Grégoire Favet : Pervenche Berès, eurodéputée socialiste, Présidente de la commission de l’Emploi et des Affaires sociales, rapportrice de la commission spéciale sur la Crise économique, financière et sociale, et membre suppléante de la commission des Affaires économiques et monétaires du Parlement européen. Qu’est-ce que vous attendez de cette nouvelle stratégie baptisée Europe 2020 qui s’appuie sur trois piliers, innovation et croissance verte et emploi, est-ce que nous sommes à la hauteur des défis de l’Union européenne aujourd’hui ?
Pervenche Berès:
Vous savez, il y a une vraie interrogation sur le sens des ces stratégies. Lorsque l’on regarde ce qui a été adopté en 2000, l’Union européenne avait décidé de devenir la zone la plus compétitive du monde avec le plein emploi et le respect du développement durable.
Avant même le déclanchement de la crise, nous avons bien vu que les choses étaient sans doute bien plus compliquées que cela. Je crois que nous ne pourrons pas atteindre ces objectifs si nous ne nous occupons pas de l’urgence, et l’urgence aujourd’hui est de sortir de la crise financière dans laquelle nous sommes.
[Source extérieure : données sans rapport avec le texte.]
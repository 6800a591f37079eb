use std::fs;
use std::io::{Read, Write};
use std::path::{Path, PathBuf};

use thiserror::Error;

#[derive(Error, Debug)]
pub enum ModelResolveError {
    #[error("failed to create model cache directory: {0}")]
    CacheDir(#[source] std::io::Error),
    #[error("download failed for {url}: {source}")]
    Download {
        url: String,
        #[source]
        source: reqwest::Error,
    },
    #[error("failed to write model to {path}: {source}")]
    Write {
        path: PathBuf,
        #[source]
        source: std::io::Error,
    },
    #[error("could not determine cache directory")]
    NoCacheDir,
}

/// Progress callback: `(bytes_downloaded, total_bytes)`.
/// `total_bytes` is 0 if the server didn't provide Content-Length.
pub type ProgressFn = Box<dyn Fn(u64, u64) + Send>;

/// Resolve a detector model by name, checking cache locations before
/// downloading.
///
/// Resolution order: user cache directory, then an optional bundled
/// directory (pre-packaged installs), then download to cache.
pub fn resolve(
    name: &str,
    url: &str,
    bundled_dir: Option<&Path>,
    progress: Option<ProgressFn>,
) -> Result<PathBuf, ModelResolveError> {
    let cache_dir = model_cache_dir()?;
    let cached = cache_dir.join(name);
    if cached.exists() {
        return Ok(cached);
    }

    if let Some(dir) = bundled_dir {
        let bundled = dir.join(name);
        if bundled.exists() {
            return Ok(bundled);
        }
    }

    fs::create_dir_all(&cache_dir).map_err(ModelResolveError::CacheDir)?;
    download(url, &cached, progress)?;
    Ok(cached)
}

/// Platform cache directory for downloaded models
/// (e.g. `~/.cache/facetrace/models` on Linux).
pub fn model_cache_dir() -> Result<PathBuf, ModelResolveError> {
    dirs::cache_dir()
        .map(|d| d.join("facetrace").join("models"))
        .ok_or(ModelResolveError::NoCacheDir)
}

/// Streams `url` to `dest` through a `.part` file renamed on success, so a
/// failed download never leaves a truncated model behind.
fn download(url: &str, dest: &Path, progress: Option<ProgressFn>) -> Result<(), ModelResolveError> {
    let part = dest.with_extension("part");
    let result = stream_to_file(url, &part, progress);

    match result {
        Ok(()) => fs::rename(&part, dest).map_err(|e| ModelResolveError::Write {
            path: dest.to_path_buf(),
            source: e,
        }),
        Err(e) => {
            let _ = fs::remove_file(&part);
            Err(e)
        }
    }
}

fn stream_to_file(
    url: &str,
    dest: &Path,
    progress: Option<ProgressFn>,
) -> Result<(), ModelResolveError> {
    let write_err = |e: std::io::Error| ModelResolveError::Write {
        path: dest.to_path_buf(),
        source: e,
    };

    let mut response = reqwest::blocking::get(url)
        .and_then(|r| r.error_for_status())
        .map_err(|e| ModelResolveError::Download {
            url: url.to_string(),
            source: e,
        })?;

    let total = response.content_length().unwrap_or(0);
    let mut file = fs::File::create(dest).map_err(write_err)?;

    // Chunked copy: keeps large models out of RAM and feeds the progress
    // callback during the actual transfer.
    let mut buf = vec![0u8; 1024 * 1024];
    let mut downloaded: u64 = 0;
    loop {
        let n = response.read(&mut buf).map_err(write_err)?;
        if n == 0 {
            break;
        }
        file.write_all(&buf[..n]).map_err(write_err)?;
        downloaded += n as u64;
        if let Some(ref cb) = progress {
            cb(downloaded, total);
        }
    }

    file.flush().map_err(write_err)
}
Il nous faut marquer la chronologie, première étape 2007, crise des liquidités, 2008 avec Lehmann Brothers, crise de solvabilité du système bancaire, et aujourd’hui on a la question de la crise de solvabilité des Etats avec l’affaire grecque. Si nous nous fixons des objectifs en 2020, sans résoudre la question de la soutenabilité, de la solidarité de notre stratégie au sein de la zone euro, nous n’achèverons rien.
Grégoire Favet :
Cela veut dire redéfinir un pacte de stabilité beaucoup plus large que de simples contraintes budgétaires en termes de déficit par exemple.
Pervenche Berès :
Non, je pense que le bilan du pacte de stabilité est quand même terrible, bien sûr qu’il faut s’occuper de la soutenabilité des finances publiques, personne ne peut nier cette évidence. Mais le pacte de stabilité ce n’est pas le gouvernement économique et de ce point de vu là c’est vrai que je plaide coupable en tant que socialiste française. Nous avons comme un cabri sauté sur l’expression du gouvernement économique, mais nous sommes devant nos contradictions, car ne nous ne savons pas mettre en place ce qu’est un gouvernement économique.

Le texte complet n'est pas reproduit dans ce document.